I sat in the waiting room for my first appointment at the fertility clinic and I decided that now was the time. I started writing my "coming out" post where I told everyone on my Facebook feed about my infertility. All those comments about my husband and I being “too busy” to have a baby? Lies. The truth was we had been trying for the past three years to get pregnant and had been hopelessly unsuccessful. Along with my diagnosis, I sat in that waiting room and wrote about how much my husband and I would need the support of our friends and family in the coming months. As I hit the send button I experienced a moment of panic: How will people react to my most private confession?
I received replies to my post immediately and what I read choked me up; comment after comment coming in, from our friends and family and even acquaintances, showering both of us with love and support. They called us “brave” for coming forward and sharing something so personal. By the time our doctor came in for our appointment I had tears streaming down my face. It was at that moment that I decided to start a blog to document our journey to become parents and I also decided to be very, very open about the experience. Here are five reasons why I choose to be open about our infertility.
1. I was Tired of Keeping our Infertility a Secret
If you’re married or in a committed relationship, you’ve likely had the question asked of you, and probably more than once. You know the one. The query that, while on the surface, seems pretty innocent, is, in reality, actually entirely inappropriate to even be asking. It goes a little like this: “So when are you two going to have kids?” No pressure, right? My husband and I always were able to field this question by simply giving a little laugh and explaining how both of us were in school right now and were “way too busy” to think about kids. This response always garnered a satisfied nod, but as graduation day started quickly approaching for both of us, we knew we needed a new explanation.
It was at this point that I realized how tired I was of hiding that the real issue wasn't when we were going to have kids, but that we actually had been trying - and had yet to be successful. I thought that perhaps if everyone knew the truth, they would stop asking when. And guess what? They did. When we opened up about our infertility, I felt like I could finally breathe again.
2. I Want Others to Understand that Infertility is a Disease
Once the secret about our defective reproductive plumbing was revealed, people replaced their when questions with well-intended, yet often terrible advice on how we could successfully become pregnant. As the months went by, I had the all of the insider tips - everything from standing on my head after sex to “just adopting and you’ll get pregnant.”
It wasn’t until we started in vitro fertilization (IVF), and then more so, when we began our donor egg IVF cycles, that people finally started realizing that maybe, just maybe, our infertility couldn't be attributed to “stress” or “thinking about it” too much. I put myself out there to show people that the cure for infertility isn’t always about finally getting away on vacation and conceiving a baby after a bottle of chardonnay. That often, infertility is caused by as a medical condition, like diminished ovarian reserve (DOR) or any number of problems with sperm.
I wanted others to know that on top of the emotional impact, that dealing with infertility is physically demanding and often requires frequent injections of medication and numerous doctor appointments. Like other medical concerns, infertility is also a financial burden that included endless fights with our insurance company. I wanted these medical aspects of the experience to be better understood.
3. So Others Dealing with Infertility Know They Aren’t Alone
Over the years, writing has become more than just sharing my story with others. After I began my blog, I started to receive emails from other women who told me that reading my blog had made them feel less isolated during the darkest time in their life. Some people are unable to come out with their struggles because they lack family and friends who are capable of understanding. So instead, they read blogs like mine. I've received messages as readers of my blog began their IVF cycles and we rejoiced together over the highs and grieved the devastating losses. I think that by sharing my own journey, I am making it clear to others that those go through the experience of infertility don’t have to go at it alone.
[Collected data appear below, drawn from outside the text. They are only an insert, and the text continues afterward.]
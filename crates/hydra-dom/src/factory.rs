use fxhash::FxHashMap;

use hydra_source::{Cursor, CursorKind};

use crate::node::{CallableKind, NodeKind, RecordKind};

/// Decides the node kind for a cursor, or declines it (`None`), in which
/// case the cursor and its whole subtree are skipped.
pub type Constructor = fn(Cursor<'_>) -> Option<NodeKind>;

/// Cursor kind to node constructor table. Kinds without an entry are not
/// modeled.
#[derive(Clone)]
pub struct Factory {
    table: FxHashMap<CursorKind, Constructor>,
}

impl Factory {
    pub fn empty() -> Self {
        Self { table: FxHashMap::default() }
    }

    pub fn register(&mut self, kind: CursorKind, constructor: Constructor) -> &mut Self {
        self.table.insert(kind, constructor);
        self
    }

    pub fn unregister(&mut self, kind: CursorKind) -> &mut Self {
        self.table.remove(&kind);
        self
    }

    pub fn get(&self, kind: CursorKind) -> Option<Constructor> {
        self.table.get(&kind).copied()
    }

    pub fn is_modeled(&self, kind: CursorKind) -> bool {
        self.table.contains_key(&kind)
    }
}

impl Default for Factory {
    fn default() -> Self {
        let entries: &[(CursorKind, Constructor)] = &[
            (CursorKind::TranslationUnit, |_| Some(NodeKind::TranslationUnit)),
            (CursorKind::Namespace, |_| Some(NodeKind::Namespace)),
            (CursorKind::ClassDecl, |_| Some(NodeKind::Record(RecordKind::Class))),
            (CursorKind::StructDecl, |_| Some(NodeKind::Record(RecordKind::Struct))),
            (CursorKind::ClassTemplate, |_| Some(NodeKind::Record(RecordKind::ClassTemplate))),
            (
                CursorKind::ClassTemplatePartialSpecialization,
                |_| Some(NodeKind::Record(RecordKind::PartialSpecialization)),
            ),
            (CursorKind::FunctionDecl, |_| Some(NodeKind::Callable(CallableKind::Function))),
            (CursorKind::FunctionTemplate, |_| Some(NodeKind::Callable(CallableKind::FunctionTemplate))),
            (CursorKind::CxxMethod, |_| Some(NodeKind::Callable(CallableKind::Method))),
            (CursorKind::Constructor, |_| Some(NodeKind::Callable(CallableKind::Constructor))),
            (CursorKind::Destructor, |_| Some(NodeKind::Callable(CallableKind::Destructor))),
            (CursorKind::ParmDecl, |_| Some(NodeKind::Param)),
            (CursorKind::FieldDecl, |_| Some(NodeKind::Field)),
            (CursorKind::VarDecl, |_| Some(NodeKind::Variable)),
            (CursorKind::EnumDecl, |_| Some(NodeKind::Enum)),
            (CursorKind::EnumConstantDecl, |_| Some(NodeKind::EnumConstant)),
            (CursorKind::TypedefDecl, |_| Some(NodeKind::TypeDef)),
            (CursorKind::TypeAliasDecl, |_| Some(NodeKind::TypeAlias)),
            (CursorKind::TypeAliasTemplateDecl, |_| Some(NodeKind::TypeAliasTemplate)),
            (CursorKind::CxxBaseSpecifier, |_| Some(NodeKind::BaseSpecifier)),
            (CursorKind::TypeRef, |_| Some(NodeKind::TypeRef)),
            (CursorKind::TemplateRef, |_| Some(NodeKind::TemplateRef)),
            (CursorKind::TemplateTypeParameter, |_| Some(NodeKind::TemplateTypeParam)),
            (CursorKind::TemplateNonTypeParameter, |_| Some(NodeKind::TemplateNonTypeParam)),
        ];
        let mut factory = Self::empty();
        for &(kind, constructor) in entries {
            factory.register(kind, constructor);
        }
        factory
    }
}

#[cfg(test)]
mod tests {
    use super::*;
    use hydra_source::UnitBuilder;

    #[test]
    fn unions_and_using_directives_are_not_modeled() {
        let factory = Factory::default();
        assert!(!factory.is_modeled(CursorKind::UnionDecl));
        assert!(!factory.is_modeled(CursorKind::UsingDirective));
        assert!(factory.is_modeled(CursorKind::TemplateNonTypeParameter));
    }

    #[test]
    fn custom_constructor_can_decline() {
        let mut b = UnitBuilder::new("t.hpp");
        let root = b.root();
        let hidden = b.cursor(root, CursorKind::ClassDecl, "detail_Impl").id();
        let unit = b.finish();

        let mut factory = Factory::default();
        factory.register(CursorKind::ClassDecl, |cursor| {
            (!cursor.spelling().starts_with("detail_")).then_some(NodeKind::Record(RecordKind::Class))
        });
        let constructor = factory.get(CursorKind::ClassDecl).unwrap();
        assert_eq!(constructor(unit.cursor(hidden)), None);
    }
}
4. To Remind Myself I Wasn’t Battling Infertility Alone
Infertility can be so isolating. Even after putting my entire personal life out on the Internet for the last four years, I still find that those closest to me continue to not understand my struggles. It was the very act of putting myself out there that opened me up to a world of other people who also blogged about their infertility. I have met so many women who now make up my tribe.
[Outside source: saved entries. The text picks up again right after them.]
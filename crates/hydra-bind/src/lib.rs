//! From a DOM and a policy to an ordered binding plan.
//!
//! The pipeline is:
//! 1. [`compute_closure`]: starting from the requested roots, collect every
//!    bindable entity they need, skipping casters and exclusions
//! 2. [`binding_order`]: sort the closure so that dependencies come first,
//!    failing with the full cycle when that is impossible
//! 3. [`build_plan`]: resolve members, skipped members and per-callable
//!    policies into [`BindingPlan`] entries
//!
//! A [`Renderer`] then turns the plan into text without further resolution.
//! [`plan_bindings`] runs all three steps.

mod closure;
mod config;
mod error;
mod order;
mod plan;
mod policy;
mod render;

pub use closure::{compute_closure, resolve_root, resolve_roots, Closure, Veto};
pub use config::{BindingSpec, EmitConfig, FrontendConfig, PolicyConfig, ProjectConfig, CONFIG_FILE_NAME};
pub use error::{BindDiagnostic, BindError};
pub use order::binding_order;
pub use plan::{build_plan, plan_bindings, BindingEntry, BindingPlan, EntryItem, EnumBinding, MemberBinding, RecordBinding};
pub use policy::{is_excluded, return_policy, Policy, PolicyProvider};
pub use render::{OutlineRenderer, Renderer};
We also found support for my husband. Soon after starting my blog, we discovered a couple’s infertility support group at our church and some of the people we have met have become some of our closest friends. It still amazes me how much brighter my life has become through sharing details of the worst thing that ever happened to me.
5. To Show Others that I'm Not Ashamed of My Infertility
Infertility is hidden by many couples because it is often viewed as something to be ashamed of or there is the idea that someone is to blame for the condition. I know many women who have successfully gone on to have a baby and still feel they can’t share the story of their baby’s conception with their family. While I respect that others are unable or unwilling to speak out, it was always important to me to put myself out there to help normalize infertility. I want to show others that some families start from ways other than passionate nights and vacations in the tropics. I want others to know that sometimes a baby comes after multiple years of effort that include many fertility procedures, a substantial financial cost, and countless tears shed. And this is nothing to be ashamed of.